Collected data

'''

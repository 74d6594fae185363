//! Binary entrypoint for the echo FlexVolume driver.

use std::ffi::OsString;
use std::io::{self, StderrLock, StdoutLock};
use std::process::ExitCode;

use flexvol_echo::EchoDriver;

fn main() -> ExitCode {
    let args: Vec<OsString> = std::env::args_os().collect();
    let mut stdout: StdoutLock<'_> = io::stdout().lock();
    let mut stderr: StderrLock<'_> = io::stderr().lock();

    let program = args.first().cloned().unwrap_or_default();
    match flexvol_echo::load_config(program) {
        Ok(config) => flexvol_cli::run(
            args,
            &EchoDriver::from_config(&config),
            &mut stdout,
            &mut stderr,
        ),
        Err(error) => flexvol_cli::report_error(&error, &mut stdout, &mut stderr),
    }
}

'''
'''

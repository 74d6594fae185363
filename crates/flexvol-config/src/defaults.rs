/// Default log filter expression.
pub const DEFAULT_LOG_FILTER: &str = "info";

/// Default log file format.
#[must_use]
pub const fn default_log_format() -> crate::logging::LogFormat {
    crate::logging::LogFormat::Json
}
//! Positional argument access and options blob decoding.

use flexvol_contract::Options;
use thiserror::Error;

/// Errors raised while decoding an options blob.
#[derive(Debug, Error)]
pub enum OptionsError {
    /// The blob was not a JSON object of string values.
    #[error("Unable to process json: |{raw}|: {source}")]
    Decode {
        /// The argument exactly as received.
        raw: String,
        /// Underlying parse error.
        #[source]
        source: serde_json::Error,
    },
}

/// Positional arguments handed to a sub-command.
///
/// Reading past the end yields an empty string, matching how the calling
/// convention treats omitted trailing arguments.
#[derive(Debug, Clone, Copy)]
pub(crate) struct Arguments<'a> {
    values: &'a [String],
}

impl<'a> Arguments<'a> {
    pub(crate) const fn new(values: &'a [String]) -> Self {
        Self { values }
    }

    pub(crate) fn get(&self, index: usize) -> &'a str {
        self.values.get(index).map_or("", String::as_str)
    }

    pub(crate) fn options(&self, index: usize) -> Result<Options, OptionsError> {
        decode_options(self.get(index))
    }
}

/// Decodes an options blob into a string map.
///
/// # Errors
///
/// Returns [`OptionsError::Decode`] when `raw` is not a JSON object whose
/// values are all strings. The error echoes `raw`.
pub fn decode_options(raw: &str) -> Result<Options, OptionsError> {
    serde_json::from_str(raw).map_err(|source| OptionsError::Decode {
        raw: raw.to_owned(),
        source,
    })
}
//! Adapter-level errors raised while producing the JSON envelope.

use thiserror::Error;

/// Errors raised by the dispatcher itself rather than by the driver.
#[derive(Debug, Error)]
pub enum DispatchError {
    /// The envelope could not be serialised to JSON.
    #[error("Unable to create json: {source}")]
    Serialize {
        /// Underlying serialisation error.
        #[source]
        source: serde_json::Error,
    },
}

'''

▶ [EXERCISE AIM]:
Report the number of lines in the records above that include "const", leaving out any other words.

▶ [EXERCISE RESULT]:
3